Note. Est. = estimate; SE = standard error; MNSQ = mean square; Clz. = cloze; PC = passage comprehension.

Person-ability parameters obtained from the bifactor model (M = 0.00, SD = 1.59) correlated at 0.987 with the ability parameters obtained from the standard unidimensional model (M = 0.00, SD = 1.58). Absolute differences between the person parameters from the two analyses ranged between 0 and 0.76 logit (M = 0.20).

Discussion

It is commonly known that individual differences in handling test format peculiarities could constitute a source of construct irrelevant variance (Bachman, 1990). In this study, we aimed to separate the cloze-specific irrelevant variance in a reading comprehension test using a multidimensional Rasch model. We separately fitted a unidimensional Rasch model and a bifactor Rasch model, in which the cloze items loaded on a method-specific dimension while simultaneously loading on the general reading dimension, to a reading comprehension test composed of MC questions based on sustained passages and MC cloze items. Findings showed that the bifactor model fitted the data significantly better than the unidimensional model. This was an indication that the cloze items share variance above and beyond the general factor. In other words, the cloze items produce variance that is not explained by the target reading comprehension dimension.

In bifactor models, if a specific factor does not contain something unique and only reflects the general factor, it ceases to exist after controlling for the general factor. This is reflected by low variance and reliability estimates for the specific factor (Baghaei, 2016). In this study, the variance and reliability of the cloze-specific dimension were big enough to make it a nonignorable dimension. The better fit of the bifactor model and the relatively large variance and reliability of the cloze-specific dimension indicate that the structure of the reading comprehension test, composed of sustained passages and cloze passages, is not unidimensional, as not all the variance can be explained by a single reading dimension. That is, the cloze-specific dimension has unique variance beyond and above the target reading comprehension construct and forms a dimension separate from the main reading dimension. In other words, the cloze items share something above and beyond the primary reading comprehension construct, and the variance in the reading comprehension test cannot be explained by a single dimension.

There are two possible reasons for the large variance and reliability of the cloze-specific dimension: (a) method bias and (b) the level of cognitive processing targeted by cloze test items. The variance of the specific factor shows the size of the method bias. In the context of this research, the cloze-specific dimension could indicate individuals’ facility in handling cloze items. Cloze and its variations have traditionally been used as measures of intelligence (Binet & Simon, 1905; Ebbinghaus, 1897; Spearman, 1927). Recently, other researchers have suggested cloze and its variations as measures of crystallized intelligence (Ackerman, Beier, & Bowen, 2000; Baghaei & Tabatabaee-Yazdi, 2015; Schipolowski, Wilhelm, & Schroeders, 2014). Therefore, reading comprehension tests composed of cloze tests could measure intelligence as well, which is a nuisance dimension in a reading comprehension test. Through bifactor modeling, the irrelevant specific variance of the cloze items can be separated and improve the model fit and by implication improve the validity of the reading comprehension test. This construct-irrelevant uniqueness is ignored in the unidimensional model and becomes part of the reliable variance-inflating reliability. The uniqueness of the cloze items could be anything like intelligence, closure speed, or closure flexibility, which are irrelevant to the reading comprehension construct.

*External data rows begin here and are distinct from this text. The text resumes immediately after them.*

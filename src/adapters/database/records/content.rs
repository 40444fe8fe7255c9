use crate::adapters::store::StoreError;
use crate::domain::content::{ContentKind, ContentRecord, Payload};
use crate::domain::conversation::ConversationId;
use crate::domain::user::UserId;
use sqlx::types::Json;
use time::OffsetDateTime;
use uuid::Uuid;

#[derive(Debug, sqlx::FromRow)]
pub struct ContentRow {
    pub(crate) id: Uuid,
    pub(crate) kind: String,
    pub(crate) owner_id: String,
    pub(crate) target_id: Option<String>,
    pub(crate) participants: Option<Vec<String>>,
    pub(crate) conversation_id: Option<String>,
    pub(crate) payload: Json<Payload>,
    pub(crate) created_at: OffsetDateTime,
    pub(crate) expires_at: OffsetDateTime,
    pub(crate) read: bool,
}

fn stored_user(raw: String) -> Result<UserId, StoreError> {
    UserId::parse(raw).map_err(|e| StoreError::Corrupt(e.to_string()))
}

impl TryFrom<ContentRow> for ContentRecord {
    type Error = StoreError;

    fn try_from(row: ContentRow) -> Result<Self, Self::Error> {
        let kind: ContentKind = row.kind.parse().map_err(StoreError::Corrupt)?;
        let participants = match row.participants {
            None => None,
            Some(ids) => {
                let [first, second]: [String; 2] = ids
                    .try_into()
                    .map_err(|ids: Vec<String>| StoreError::Corrupt(format!("expected 2 participants, got {}", ids.len())))?;
                Some([stored_user(first)?, stored_user(second)?])
            }
        };

        Ok(Self::from_stored(
            row.id,
            kind,
            stored_user(row.owner_id)?,
            row.target_id.map(stored_user).transpose()?,
            participants,
            row.conversation_id.map(ConversationId::from_stored),
            row.payload.0,
            row.created_at,
            row.expires_at,
            row.read,
        ))
    }
}
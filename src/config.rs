use clap::{Args, Parser, ValueEnum};

#[derive(Clone, Debug, Parser)]
#[command(version, about, long_about = None)]
pub struct Config {
    /// Database connection URL; the in-memory store is used when unset
    #[arg(long, env = "MARKET_DATABASE_URL")]
    pub database_url: Option<String>,

    #[command(flatten)]
    pub server: ServerConfig,

    #[command(flatten)]
    pub database: DatabaseConfig,

    #[command(flatten)]
    pub messaging: MessagingConfig,

    #[command(flatten)]
    pub live_view: LiveViewConfig,

    #[command(flatten)]
    pub sweeper: SweeperConfig,

    #[command(flatten)]
    pub push: PushConfig,

    #[command(flatten)]
    pub health: HealthConfig,

    #[command(flatten)]
    pub telemetry: TelemetryConfig,
}

#[derive(Clone, Debug, Args)]
pub struct ServerConfig {
    /// Host to listen on
    #[arg(long, env = "MARKET_HOST", default_value = "0.0.0.0")]
    pub host: String,

    /// Port to listen on
    #[arg(long, env = "MARKET_PORT", default_value_t = 3000)]
    pub port: u16,

    /// Port for the management server (health probes, on-demand sweeps)
    #[arg(long, env = "MARKET_MGMT_PORT", default_value_t = 9090)]
    pub mgmt_port: u16,

    /// Seconds to wait for background tasks during shutdown
    #[arg(long, env = "MARKET_SHUTDOWN_TIMEOUT_SECS", default_value_t = 10)]
    pub shutdown_timeout_secs: u64,
}

#[derive(Clone, Debug, Args)]
pub struct DatabaseConfig {
    /// Maximum number of connections in the pool
    #[arg(long = "db-max-connections", env = "MARKET_DB_MAX_CONNECTIONS", default_value_t = 20)]
    pub max_connections: u32,

    /// Minimum number of idle connections kept open
    #[arg(long = "db-min-connections", env = "MARKET_DB_MIN_CONNECTIONS", default_value_t = 2)]
    pub min_connections: u32,

    /// Seconds to wait for a connection from the pool
    #[arg(long = "db-acquire-timeout-secs", env = "MARKET_DB_ACQUIRE_TIMEOUT_SECS", default_value_t = 5)]
    pub acquire_timeout_secs: u64,

    /// Seconds before an idle connection is closed
    #[arg(long = "db-idle-timeout-secs", env = "MARKET_DB_IDLE_TIMEOUT_SECS", default_value_t = 600)]
    pub idle_timeout_secs: u64,

    /// Maximum lifetime of a connection in seconds
    #[arg(long = "db-max-lifetime-secs", env = "MARKET_DB_MAX_LIFETIME_SECS", default_value_t = 1800)]
    pub max_lifetime_secs: u64,
}

#[derive(Clone, Debug, Args)]
pub struct MessagingConfig {
    /// Maximum length of a direct message in characters
    #[arg(long, env = "MARKET_MAX_TEXT_LENGTH", default_value_t = 1000)]
    pub max_text_length: usize,

    /// Maximum length of a story caption or text story in characters
    #[arg(long, env = "MARKET_MAX_CAPTION_LENGTH", default_value_t = 2000)]
    pub max_caption_length: usize,

    /// Page size used when a reader does not ask for one
    #[arg(long, env = "MARKET_DEFAULT_PAGE_SIZE", default_value_t = 50)]
    pub default_page_size: usize,

    /// Upper bound on any requested page size
    #[arg(long, env = "MARKET_MAX_PAGE_SIZE", default_value_t = 200)]
    pub max_page_size: usize,
}

#[derive(Clone, Debug, Args)]
pub struct LiveViewConfig {
    /// Longest interval between expiry re-evaluations of an open subscription
    #[arg(long = "live-refresh-interval-ms", env = "MARKET_LIVE_REFRESH_INTERVAL_MS", default_value_t = 30_000)]
    pub refresh_interval_ms: u64,

    /// Snapshots buffered per subscription before the producer waits
    #[arg(long, env = "MARKET_LIVE_BUFFER_SIZE", default_value_t = 16)]
    pub subscription_buffer_size: usize,
}

#[derive(Clone, Debug, Args)]
pub struct SweeperConfig {
    /// How often to run the expiry sweep (0 disables the scheduled sweep)
    #[arg(long, env = "MARKET_SWEEP_INTERVAL_SECS", default_value_t = 3600)]
    pub sweep_interval_secs: u64,

    /// Records deleted per atomic batch, clamped to the store maximum
    #[arg(long, env = "MARKET_SWEEP_BATCH_SIZE", default_value_t = 500)]
    pub sweep_batch_size: usize,
}

#[derive(Clone, Debug, Args)]
pub struct PushConfig {
    /// Maximum concurrent sends per fan-out
    #[arg(long, env = "MARKET_PUSH_CONCURRENCY", default_value_t = 32)]
    pub push_concurrency: usize,

    /// Per-token send timeout in milliseconds
    #[arg(long, env = "MARKET_PUSH_SEND_TIMEOUT_MS", default_value_t = 5000)]
    pub push_send_timeout_ms: u64,

    /// Number of invalid tokens to collect before pruning
    #[arg(long, env = "MARKET_JANITOR_BATCH_SIZE", default_value_t = 100)]
    pub janitor_batch_size: usize,

    /// How often to prune collected invalid tokens regardless of batch size
    #[arg(long, env = "MARKET_JANITOR_INTERVAL_SECS", default_value_t = 30)]
    pub janitor_interval_secs: u64,

    /// Capacity of the invalid-token channel
    #[arg(long, env = "MARKET_JANITOR_CHANNEL_CAPACITY", default_value_t = 1024)]
    pub janitor_channel_capacity: usize,
}

#[derive(Clone, Debug, Args)]
pub struct HealthConfig {
    /// Timeout for the content store readiness check in milliseconds
    #[arg(long, env = "MARKET_HEALTH_STORE_TIMEOUT_MS", default_value_t = 2000)]
    pub store_timeout_ms: u64,

    /// Timeout for the recipient directory readiness check in milliseconds
    #[arg(long, env = "MARKET_HEALTH_DIRECTORY_TIMEOUT_MS", default_value_t = 2000)]
    pub directory_timeout_ms: u64,
}

#[derive(Clone, Copy, Debug, Default, PartialEq, Eq, ValueEnum)]
pub enum LogFormat {
    #[default]
    Text,
    Json,
}

#[derive(Clone, Debug, Args)]
pub struct TelemetryConfig {
    /// Log output format
    #[arg(long, env = "MARKET_LOG_FORMAT", value_enum, default_value_t = LogFormat::Text)]
    pub log_format: LogFormat,

    /// OTLP collector endpoint; tracing and metrics export is disabled when unset
    #[arg(long, env = "MARKET_OTLP_ENDPOINT")]
    pub otlp_endpoint: Option<String>,

    /// Metrics export interval in seconds
    #[arg(long, env = "MARKET_METRICS_EXPORT_INTERVAL_SECS", default_value_t = 60)]
    pub metrics_export_interval_secs: u64,
}

impl Config {
    #[must_use]
    pub fn load() -> Self {
        Self::parse()
    }
}

impl MessagingConfig {
    /// Resolves a reader's requested page size against the configured bounds.
    #[must_use]
    pub fn page_size(&self, requested: Option<usize>) -> usize {
        requested.unwrap_or(self.default_page_size).clamp(1, self.max_page_size.max(1))
    }
}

Another possibility is that the unique cloze-specific dimension might reflect greater cognitive processing or language awareness compared with what is demanded by MC reading comprehension items. Although test-taking strategies and testwiseness cannot be ruled out as a possible source of multidimensionality, as Rauch and Hartig (2010) argued, comparing MC and CR reading comprehension items, the second dimension, which is uniquely measured by cloze items, may test abilities necessary to master higher order reading processes, whereas the first dimension, which is common to both types of items, measures basic reading processes.

Currently, it is not possible to extricate the effect of the span of cognitive processings required by different tests methods from testwiseness and test-taking strategies. Most of the studies exploring dimensionality of mixed-item tests have attributed emergence of new dimensions to test-taking strategies rather than to the differences in the span of cognitive processes targeted by the test methods. It should be emphasized that test-taking strategies, testwiseness, and differences in the span of the cognitive processes contribute to construct irrelevant variance. The irrelevant cloze-specific variance might alter the correlation between reading comprehension and external criteria, affecting the validity of the reading comprehension measure (Danner, Aichholzer, & Rammstedt, 2015). Therefore, it is crucial to model method-specific irrelevant variance in reading comprehension tests containing cloze items.

Footnotes

Declaration of Conflicting Interests

The author(s) declared no potential conflicts of interest with respect to the research, authorship, and/or publication of this article.

Funding

The author(s) received no financial support for the research, authorship, and/or publication of this article.

Author Biographies

Purya Baghaei is an associate professor in the English Department of Islamic Azad University, Mashhad, Iran. His major research interest is foreign language proficiency testing with a focus on the applications of item response theory models in test validation and scaling. He has also conducted research on the role of cognition in second language acquisition.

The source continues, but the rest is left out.